Saul Williams est un personnage charismatique, à la fois héros du slam, figure de griot, poète, et prêcheur érudit. Après l'ésotérique et flamboyant
Amethyst Rock Star, il livre un second album éponyme, sorti Outre-Atlantique en 2004 sur le label du magazine américain Fader, et désormais disponible pour l'Europe grace à Wichita.
I ain't got proper diction for the makings of a thug, though I grew up in the ghetto and my niggas all sold drugs (
Talk to strangers). Moins mystique, plus politique dans le message et direct dans la forme (le style télégraphique d'
African Student Movement), Saul n'est jamais aussi vindicatif que lorsqu'il s'agit de diagnostiquer sur la situation contemporaine de la culture hip-hop. Il y emploie sa verve sur une bonne poignée de titres. C'est
50 Cent qui sert ainsi d'exemple et fait l'objet d'une parodie sur
PG. Par réaction,
Saul Williams dessine l'idée d'un rap qui puiserait son énergie dans le passé collectif (le rejet de l'esclavage) et aurait une portée visionnaire, au-delà de l'éternelle chronique du quotidien.
On retrouve nettement ces aspirations sur le plan sonore : Saul programme lui même plusieurs instrumentaux à base de batteries martelées, basses étouffées ou saturées (presque des alarmes sur
Control Freak, qui rappelle son fameux
Coded Language enregistré avec
Dj Krust), pour lesquels il revendique la dénomination d' "indus punk hop". Avec à propos car effectivement, sa musique échappe aux écoles rap reconnues pour s'approcher du rock militant US. On ne s'étonnera alors pas de la participation de
Zack de la Rocha (
RATM) pour un refrain, aux côtés de
Thavius Beck aka
Adlib (machines) pour le morceau de bravoure
Shakespeare. Une interpellation sans détour (
It's just coincidence that oil men would wage war on an oil rich land.), des mélodies électroniques tournoyantes et des éclats électriques s'y noient dans une même fièvre rebelle. C'est en fait le seul réel moment qui atteint l'ardeur de titres comme
Om Nia American sur le précédent disque.
Le reste n'est pas dénué d'intensité pour autant :
African Student Movement fait résonner des glocks et des basses de style UK, quasi grime, dans une sobriété agressive ;
List of demands et
Surrender sont de ces titres chargés, tapageurs où Saul donne dans la performance parfois braillarde. Arrivé à ce stade de l'album, cela peut devenir éprouvant, mais c'est là aussi que réside son originalité et son talent : qu'il dramatise ses intonations ou pose de manière très spontanée, l'Américain possède un surcroît d'implication vocale qui capte inévitablement l'attention, pour mieux la porter sur les lyrics.

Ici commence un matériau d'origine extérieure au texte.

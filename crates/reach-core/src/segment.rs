//! Segments: named, reusable audience definitions.

use chrono::{DateTime, Utc};
use serde::{Deserialize, Serialize};
use uuid::Uuid;

use crate::{
  Error, Result,
  rule::{SegmentRule, normalize_rules, validate_rules},
};

/// A stored rule chain.
///
/// `audience_size` is a snapshot taken when the rules were last written; it
/// goes stale as customers change. Live counts come from the audience
/// selector.
#[derive(Debug, Clone, PartialEq, Serialize, Deserialize)]
#[serde(rename_all = "camelCase")]
pub struct Segment {
  pub segment_id:    Uuid,
  pub name:          String,
  pub description:   Option<String>,
  pub rules:         Vec<SegmentRule>,
  pub audience_size: u64,
  pub created_at:    DateTime<Utc>,
  pub updated_at:    DateTime<Utc>,
}

/// Input to [`crate::store::CrmStore::create_segment`].
#[derive(Debug, Clone, Deserialize)]
#[serde(rename_all = "camelCase")]
pub struct NewSegment {
  pub name:        String,
  #[serde(default)]
  pub description: Option<String>,
  #[serde(default)]
  pub rules:       Vec<SegmentRule>,
}

impl NewSegment {
  /// Validate, then clear the first rule's logic tag.
  pub fn normalized(self) -> Result<Self> {
    if self.name.trim().is_empty() {
      return Err(Error::Validation("segment name is required".into()));
    }
    validate_rules(&self.rules)?;
    Ok(Self { rules: normalize_rules(self.rules), ..self })
  }
}

#[derive(Debug, Clone, Default, Deserialize)]
#[serde(rename_all = "camelCase")]
pub struct SegmentPatch {
  pub name:        Option<String>,
  pub description: Option<String>,
  pub rules:       Option<Vec<SegmentRule>>,
}

impl SegmentPatch {
  pub fn normalized(self) -> Result<Self> {
    if self.name.as_deref().is_some_and(|n| n.trim().is_empty()) {
      return Err(Error::Validation("segment name must not be empty".into()));
    }
    let rules = match self.rules {
      Some(rules) => {
        validate_rules(&rules)?;
        Some(normalize_rules(rules))
      }
      None => None,
    };
    Ok(Self { rules, ..self })
  }
}
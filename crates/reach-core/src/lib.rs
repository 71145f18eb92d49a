//! Core types and trait definitions for the Reach marketing platform.
//!
//! This crate is deliberately free of HTTP, runtime and database
//! dependencies. Rule compilation and evaluation are pure and synchronous;
//! everything that waits lives in `reach-campaign` or a store backend.

// We intentionally use native `async fn` in traits (stabilised in Rust 1.75).
// Suppress the advisory lint about `Send` bounds on the returned futures.
#![allow(async_fn_in_trait)]

pub mod campaign;
pub mod customer;
pub mod error;
pub mod message;
pub mod rule;
pub mod segment;
pub mod store;

pub use error::{Error, Result};
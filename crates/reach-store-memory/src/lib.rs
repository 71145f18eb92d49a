//! In-memory backend for the Reach store.
//!
//! Holds every table behind one lock, so each trait method is trivially
//! atomic. Intended for tests and local demos; nothing survives the process.

mod store;

pub use store::MemoryStore;
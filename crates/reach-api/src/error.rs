//! API error type and [`axum::response::IntoResponse`] implementation.

use std::error::Error as StdError;

use axum::{
  Json,
  extract::rejection::JsonRejection,
  http::StatusCode,
  response::{IntoResponse, Response},
};
use serde_json::json;
use thiserror::Error;

/// An error returned by an API handler.
#[derive(Debug, Error)]
pub enum ApiError {
  #[error("not found: {0}")]
  NotFound(String),

  #[error("bad request: {0}")]
  BadRequest(String),

  #[error("conflict: {0}")]
  Conflict(String),

  /// An upstream service (the rule generator) failed.
  #[error("upstream error: {0}")]
  Upstream(String),

  #[error("store error: {0}")]
  Store(#[source] Box<dyn StdError + Send + Sync>),
}

impl ApiError {
  /// Classify a backend error.
  ///
  /// Backends wrap domain failures (duplicate email, unknown customer, ...)
  /// in their own error types, so the source chain is searched for a
  /// [`reach_core::Error`] before falling back to a 500.
  pub fn store(e: impl StdError + Send + Sync + 'static) -> Self { Self::from_boxed(Box::new(e)) }

  fn from_boxed(e: Box<dyn StdError + Send + Sync>) -> Self {
    let mut cursor: Option<&(dyn StdError + 'static)> = Some(&*e);
    while let Some(err) = cursor {
      if let Some(core) = err.downcast_ref::<reach_core::Error>()
        && let Some(classified) = Self::classify(core)
      {
        return classified;
      }
      cursor = err.source();
    }
    Self::Store(e)
  }

  fn classify(e: &reach_core::Error) -> Option<Self> {
    use reach_core::Error as E;
    let message = e.to_string();
    match e {
      E::CustomerNotFound(_) | E::SegmentNotFound(_) | E::CampaignNotFound(_) => {
        Some(Self::NotFound(message))
      }
      E::DuplicateEmail(_) | E::SegmentInUse(_) | E::InvalidTransition { .. } => {
        Some(Self::Conflict(message))
      }
      E::InvalidRule { .. } | E::Validation(_) | E::UnknownChannel(_) | E::UnknownStatus(_) => {
        Some(Self::BadRequest(message))
      }
      E::Serialization(_) => None,
    }
  }
}

impl From<JsonRejection> for ApiError {
  fn from(rejection: JsonRejection) -> Self { Self::BadRequest(rejection.body_text()) }
}

impl From<reach_core::Error> for ApiError {
  fn from(e: reach_core::Error) -> Self { Self::store(e) }
}

impl From<reach_campaign::Error> for ApiError {
  fn from(e: reach_campaign::Error) -> Self {
    match e {
      reach_campaign::Error::Core(e) => e.into(),
      reach_campaign::Error::Store(e) => Self::from_boxed(e),
      reach_campaign::Error::RuleGenerator(m) | reach_campaign::Error::Receipt(m) => {
        Self::Upstream(m)
      }
    }
  }
}

impl IntoResponse for ApiError {
  fn into_response(self) -> Response {
    let (status, message) = match &self {
      ApiError::NotFound(m) => (StatusCode::NOT_FOUND, m.clone()),
      ApiError::BadRequest(m) => (StatusCode::BAD_REQUEST, m.clone()),
      ApiError::Conflict(m) => (StatusCode::CONFLICT, m.clone()),
      ApiError::Upstream(m) => (StatusCode::BAD_GATEWAY, m.clone()),
      ApiError::Store(e) => {
        tracing::error!(error = %e, "request failed");
        (StatusCode::INTERNAL_SERVER_ERROR, e.to_string())
      }
    };
    (status, Json(json!({ "error": message }))).into_response()
  }
}
//! Integration tests for `SqliteStore` against an in-memory database.

use chrono::{TimeDelta, Utc};
use reach_core::{
  campaign::{CampaignStats, CampaignStatus, Channel, NewCampaign},
  customer::{CustomerPatch, NewCustomer, NewOrder},
  message::{DeliveryStatus, NewLog},
  rule::{MAX_RULES, Predicate, SegmentRule, evaluate},
  segment::{NewSegment, SegmentPatch},
  store::CrmStore,
};
use reach_store_memory::MemoryStore;
use rust_decimal::Decimal;
use uuid::Uuid;

use crate::{Error, SqliteStore};

async fn store() -> SqliteStore {
  SqliteStore::open_in_memory()
    .await
    .expect("in-memory store")
}

fn dec(s: &str) -> Decimal { s.parse().unwrap() }

fn order(customer_id: Uuid, amount: &str, days_ago: i64) -> NewOrder {
  NewOrder {
    customer_id,
    amount: dec(amount),
    order_date: Utc::now() - TimeDelta::days(days_ago),
    external_ref: None,
    items: vec!["item".into()],
  }
}

// ─── Customers ───────────────────────────────────────────────────────────────

#[tokio::test]
async fn create_and_get_customer() {
  let s = store().await;
  let created = s
    .create_customer(NewCustomer::new("Priya Patel", "priya@example.com"))
    .await
    .unwrap();

  let fetched = s.get_customer(created.customer_id).await.unwrap().unwrap();
  assert_eq!(fetched.name, "Priya Patel");
  assert_eq!(fetched.total_spend, Decimal::ZERO);
  assert_eq!(fetched.visit_count, 0);
  assert!(fetched.last_visit.is_none());

  let by_email = s.customer_by_email("priya@example.com").await.unwrap();
  assert_eq!(by_email.map(|c| c.customer_id), Some(created.customer_id));
}

#[tokio::test]
async fn duplicate_email_is_rejected() {
  let s = store().await;
  s.create_customer(NewCustomer::new("A", "same@example.com"))
    .await
    .unwrap();
  let err = s
    .create_customer(NewCustomer::new("B", "same@example.com"))
    .await
    .unwrap_err();
  assert!(matches!(err, Error::Core(reach_core::Error::DuplicateEmail(_))));
}

#[tokio::test]
async fn patch_leaves_unset_fields_alone() {
  let s = store().await;
  let c = s
    .create_customer(NewCustomer::new("Sneha Gupta", "sneha@example.com"))
    .await
    .unwrap();

  let patched = s
    .update_customer(c.customer_id, CustomerPatch {
      phone: Some("+91 98765 43210".into()),
      ..Default::default()
    })
    .await
    .unwrap();
  assert_eq!(patched.name, "Sneha Gupta");
  assert_eq!(patched.phone.as_deref(), Some("+91 98765 43210"));

  let err = s
    .update_customer(Uuid::new_v4(), CustomerPatch::default())
    .await
    .unwrap_err();
  assert!(matches!(err, Error::Core(reach_core::Error::CustomerNotFound(_))));
}

// ─── Orders ──────────────────────────────────────────────────────────────────

#[tokio::test]
async fn orders_rebuild_aggregates() {
  let s = store().await;
  let c = s
    .create_customer(NewCustomer::new("Vikram Singh", "vikram@example.com"))
    .await
    .unwrap();

  s.record_order(order(c.customer_id, "999.99", 10)).await.unwrap();
  let latest = s.record_order(order(c.customer_id, "0.01", 1)).await.unwrap();
  s.record_order(order(c.customer_id, "500", 40)).await.unwrap();

  let c = s.get_customer(c.customer_id).await.unwrap().unwrap();
  assert_eq!(c.total_spend, dec("1500"));
  assert_eq!(c.visit_count, 3);
  assert_eq!(c.last_visit, Some(latest.order_date));

  let orders = s.orders_for_customer(c.customer_id).await.unwrap();
  assert_eq!(orders.len(), 3);
  assert_eq!(orders[0].order_id, latest.order_id);
  assert_eq!(orders[0].items, vec!["item".to_owned()]);
}

#[tokio::test]
async fn order_for_unknown_customer_fails() {
  let s = store().await;
  let err = s.record_order(order(Uuid::new_v4(), "10", 0)).await.unwrap_err();
  assert!(matches!(err, Error::Core(reach_core::Error::CustomerNotFound(_))));
}

#[tokio::test]
async fn spend_overflow_rolls_the_order_back() {
  let s = store().await;
  let c = s
    .create_customer(NewCustomer::new("Big Spender", "big@example.com"))
    .await
    .unwrap();
  let max = Decimal::MAX.to_string();

  s.record_order(order(c.customer_id, &max, 2)).await.unwrap();
  let err = s.record_order(order(c.customer_id, &max, 1)).await.unwrap_err();
  assert!(
    matches!(&err, Error::Core(reach_core::Error::Validation(msg)) if msg == "total spend overflow"),
    "{err}"
  );

  let after = s.get_customer(c.customer_id).await.unwrap().unwrap();
  assert_eq!(after.total_spend, Decimal::MAX);
  assert_eq!(after.visit_count, 1);
  assert_eq!(s.orders_for_customer(c.customer_id).await.unwrap().len(), 1);

  // The connection survives and keeps serving writes.
  s.create_customer(NewCustomer::new("Next", "next@example.com"))
    .await
    .unwrap();
}

// ─── Audience queries ────────────────────────────────────────────────────────

async fn names<S: CrmStore>(s: &S, predicate: &Predicate) -> Vec<String> {
  let mut names: Vec<String> = s
    .query_customers(predicate)
    .await
    .unwrap()
    .into_iter()
    .map(|c| c.name)
    .collect();
  names.sort();
  names
}

/// (name, [(amount, days_ago)])
const FIXTURE: &[(&str, &[(&str, i64)])] = &[
  ("Raj", &[("12000", 3), ("500", 50)]),
  ("Priya", &[("2500", 90)]),
  ("Amit", &[("30000", 1), ("100", 2), ("100", 3), ("100", 4), ("100", 5), ("100", 6)]),
  ("Sneha", &[]),
  ("Vikram", &[("10000", 45)]),
];

async fn load<S: CrmStore>(s: &S) {
  for (name, orders) in FIXTURE {
    let c = s
      .create_customer(NewCustomer::new(*name, format!("{name}@example.com")))
      .await
      .unwrap();
    for (amount, days_ago) in *orders {
      s.record_order(order(c.customer_id, amount, *days_ago)).await.unwrap();
    }
  }
}

#[tokio::test]
async fn sql_filters_agree_with_in_memory_predicates() {
  let sqlite = store().await;
  let memory = MemoryStore::new();
  load(&sqlite).await;
  load(&memory).await;

  let chains: Vec<Vec<SegmentRule>> = vec![
    vec![],
    vec![SegmentRule::new("totalSpend", "gt", 10000)],
    vec![SegmentRule::new("totalSpend", "gte", 10000)],
    vec![SegmentRule::new("totalSpend", "eq", "10000")],
    vec![
      SegmentRule::new("totalSpend", "greater_than", 10000),
      SegmentRule::new("visitCount", "less_than", 5).or(),
    ],
    vec![SegmentRule::new("lastVisit", "days_ago", 30)],
    vec![SegmentRule::new("lastVisit", "less_than_days_ago", 30)],
    vec![
      SegmentRule::new("visitCount", "gt", 1),
      SegmentRule::new("lastVisit", "less_than_days_ago", 30).or(),
      SegmentRule::new("totalSpend", "lt", 20000).and(),
    ],
    vec![SegmentRule::new("favouriteColour", "eq", "blue")],
    vec![SegmentRule::new("totalSpend", "gt", "lots")],
  ];

  for rules in chains {
    let predicate = evaluate(&rules, Utc::now());
    let from_sql = names(&sqlite, &predicate).await;
    let from_memory = names(&memory, &predicate).await;
    assert_eq!(from_sql, from_memory, "rules: {rules:?}");
    assert_eq!(
      sqlite.count_customers(&predicate).await.unwrap(),
      from_sql.len() as u64
    );
  }
}

#[tokio::test]
async fn spend_comparisons_keep_full_precision() {
  let sqlite = store().await;
  let memory = MemoryStore::new();
  let spends = [
    ("Above", "10000000000000000.01"),
    ("Exact", "10000000000000000"),
    ("Below", "9999999999999999.99"),
    ("Small", "0.5"),
  ];
  for (name, amount) in spends {
    let c = sqlite
      .create_customer(NewCustomer::new(name, format!("{name}@example.com")))
      .await
      .unwrap();
    sqlite.record_order(order(c.customer_id, amount, 1)).await.unwrap();
    let c = memory
      .create_customer(NewCustomer::new(name, format!("{name}@example.com")))
      .await
      .unwrap();
    memory.record_order(order(c.customer_id, amount, 1)).await.unwrap();
  }

  let expected: &[(&str, &[&str])] = &[
    ("gt", &["Above"]),
    ("gte", &["Above", "Exact"]),
    ("eq", &["Exact"]),
    ("lt", &["Below", "Small"]),
    ("lte", &["Below", "Exact", "Small"]),
  ];
  for (op, want) in expected {
    let rule = SegmentRule::new("totalSpend", *op, "10000000000000000");
    let predicate = evaluate(&[rule], Utc::now());
    assert_eq!(names(&sqlite, &predicate).await, *want, "sqlite {op}");
    assert_eq!(names(&memory, &predicate).await, *want, "memory {op}");
  }

  let predicate = evaluate(&[SegmentRule::new("totalSpend", "gt", -1)], Utc::now());
  assert_eq!(sqlite.count_customers(&predicate).await.unwrap(), 4);
}

#[tokio::test]
async fn longest_allowed_chain_runs_in_sql() {
  let sqlite = store().await;
  let memory = MemoryStore::new();
  load(&sqlite).await;
  load(&memory).await;

  let mut rules = vec![SegmentRule::new("totalSpend", "gt", 100000)];
  rules.extend((1..MAX_RULES).map(|i| {
    let rule = SegmentRule::new("visitCount", "gte", (i % 4) as i64);
    if i % 3 == 0 { rule.or() } else { rule.and() }
  }));
  assert_eq!(rules.len(), MAX_RULES);

  let predicate = evaluate(&rules, Utc::now());
  let from_sql = names(&sqlite, &predicate).await;
  assert_eq!(from_sql, names(&memory, &predicate).await);
  assert!(!from_sql.is_empty());
}

#[tokio::test]
async fn never_visited_customers_match_no_last_visit_rule() {
  let s = store().await;
  load(&s).await;
  for op in ["days_ago", "less_than_days_ago"] {
    let predicate = evaluate(&[SegmentRule::new("lastVisit", op, 0)], Utc::now());
    let names: Vec<String> = s
      .query_customers(&predicate)
      .await
      .unwrap()
      .into_iter()
      .map(|c| c.name)
      .collect();
    assert!(!names.contains(&"Sneha".to_owned()), "{op}: {names:?}");
  }
}

// ─── Segments ────────────────────────────────────────────────────────────────

#[tokio::test]
async fn segment_rules_round_trip_through_json() {
  let s = store().await;
  let rules = vec![
    SegmentRule::new("totalSpend", "gt", 10000),
    SegmentRule::new("visitCount", "lt", "5").or(),
  ];
  let seg = s
    .create_segment(
      NewSegment { name: "High value".into(), description: None, rules: rules.clone() },
      7,
    )
    .await
    .unwrap();

  let fetched = s.get_segment(seg.segment_id).await.unwrap().unwrap();
  assert_eq!(fetched.rules, rules);
  assert_eq!(fetched.audience_size, 7);

  let updated = s
    .update_segment(
      seg.segment_id,
      SegmentPatch { name: Some("Whales".into()), ..Default::default() },
      None,
    )
    .await
    .unwrap()
    .unwrap();
  assert_eq!(updated.name, "Whales");
  assert_eq!(updated.rules, rules);
  assert_eq!(updated.audience_size, 7);

  assert!(s.delete_segment(seg.segment_id).await.unwrap());
  assert!(!s.delete_segment(seg.segment_id).await.unwrap());
  assert!(s.update_segment(seg.segment_id, SegmentPatch::default(), None).await.unwrap().is_none());
}

// ─── Campaigns & logs ────────────────────────────────────────────────────────

async fn campaign(s: &SqliteStore) -> (Uuid, Uuid) {
  let customer = s
    .create_customer(NewCustomer::new("Raj Sharma", "raj@example.com"))
    .await
    .unwrap();
  let seg = s
    .create_segment(
      NewSegment { name: "Everyone".into(), description: None, rules: vec![] },
      1,
    )
    .await
    .unwrap();
  let campaign = s
    .create_campaign(NewCampaign {
      name:       "Welcome".into(),
      segment_id: seg.segment_id,
      message:    "Hi {{firstName}}".into(),
      channel:    Channel::Email,
    })
    .await
    .unwrap();
  (campaign.campaign_id, customer.customer_id)
}

#[tokio::test]
async fn campaign_for_unknown_segment_fails() {
  let s = store().await;
  let err = s
    .create_campaign(NewCampaign {
      name:       "Orphan".into(),
      segment_id: Uuid::new_v4(),
      message:    "hello".into(),
      channel:    Channel::Push,
    })
    .await
    .unwrap_err();
  assert!(matches!(err, Error::Core(reach_core::Error::SegmentNotFound(_))));
}

#[tokio::test]
async fn campaign_moves_through_its_lifecycle() {
  let s = store().await;
  let (id, _) = campaign(&s).await;

  let draft = s.get_campaign(id).await.unwrap().unwrap();
  assert_eq!(draft.status, CampaignStatus::Draft);
  assert_eq!(draft.channel, Channel::Email);

  // A draft cannot finish.
  assert!(s.finish_campaign(id, CampaignStatus::Completed, Utc::now()).await.unwrap().is_none());

  let active = s.activate_campaign(id, 1, Utc::now()).await.unwrap().unwrap();
  assert_eq!(active.status, CampaignStatus::Active);
  assert!(s.activate_campaign(id, 1, Utc::now()).await.unwrap().is_none());

  let failed = s
    .finish_campaign(id, CampaignStatus::Failed, Utc::now())
    .await
    .unwrap()
    .unwrap();
  assert_eq!(failed.status, CampaignStatus::Failed);
  assert!(failed.completed_at.is_some());
  assert_eq!(s.list_campaigns().await.unwrap().len(), 1);
}

#[tokio::test]
async fn logs_close_once_and_stats_complete_the_campaign() {
  let s = store().await;
  let (campaign_id, customer_id) = campaign(&s).await;
  s.activate_campaign(campaign_id, 1, Utc::now()).await.unwrap();

  let message_id = Uuid::new_v4();
  let created = s
    .create_logs(vec![NewLog {
      message_id,
      campaign_id,
      customer_id,
      channel: Channel::Email,
      message: "Hi Raj".into(),
    }])
    .await
    .unwrap();
  assert_eq!(created[0].status, DeliveryStatus::Sent);

  let closed = s
    .close_log(message_id, DeliveryStatus::Delivered, None, Utc::now())
    .await
    .unwrap()
    .unwrap();
  assert_eq!(closed.status, DeliveryStatus::Delivered);
  assert!(closed.delivered_at.is_some());
  assert!(
    s.close_log(message_id, DeliveryStatus::Failed, Some("late".into()), Utc::now())
      .await
      .unwrap()
      .is_none()
  );

  let logs = s.logs_for_campaign(campaign_id).await.unwrap();
  let stats = CampaignStats::from_logs(&logs);
  let campaign = s
    .write_campaign_stats(campaign_id, stats, Some(Utc::now()))
    .await
    .unwrap()
    .unwrap();
  assert_eq!(campaign.status, CampaignStatus::Completed);
  assert_eq!(campaign.sent_count, 1);
  assert_eq!(campaign.delivered_count, 1);
  assert_eq!(campaign.delivery_rate, 100.0);
}

#[tokio::test]
async fn log_batch_is_all_or_nothing() {
  let s = store().await;
  let (campaign_id, customer_id) = campaign(&s).await;
  let reused = Uuid::new_v4();
  let log = |message_id| NewLog {
    message_id,
    campaign_id,
    customer_id,
    channel: Channel::Email,
    message: "hi".into(),
  };

  assert!(s.create_logs(vec![log(Uuid::new_v4()), log(reused), log(reused)]).await.is_err());
  assert!(s.logs_for_campaign(campaign_id).await.unwrap().is_empty());
}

La question raciale aux Etats-Unis y reste une thématique fondamentale, en témoigne cette sentence entré deux riffs de guitares aiguisées à l'extrême, sur le pugnace
Grippo : "
White boys listen to white boys. Black boys listen to black boys. No one listens to no one.". Qu'on soit touché ou non par ces problèmes, force est de reconnaître l'efficacité stylistique déployée quand le racisme ne se raconte plus en généralités mais à la première personne : "
I dreamt of being white and complimented by you, but the only shiny black thing that you liked was my shoes" (sur la chanson
Black Stacey, qui fait partie des franches réussites).
Saul Williams réussit le challenge de faire redevenir cruciales, pour l'espace d'une écoute du moins, des revendications rabachées par des rappeurs "conscients" de tout sauf de leur propre paresse. Ce succès tient tout entier à l'aura d'une musique et de textes enragés, canalisés désormais, gagnant en efficacité ce qu'ils ont perdu de sauvagerie. Une mission accomplie pour l'artiste engagé, un impact saisissant pour l'auditeur - impliqué ou non.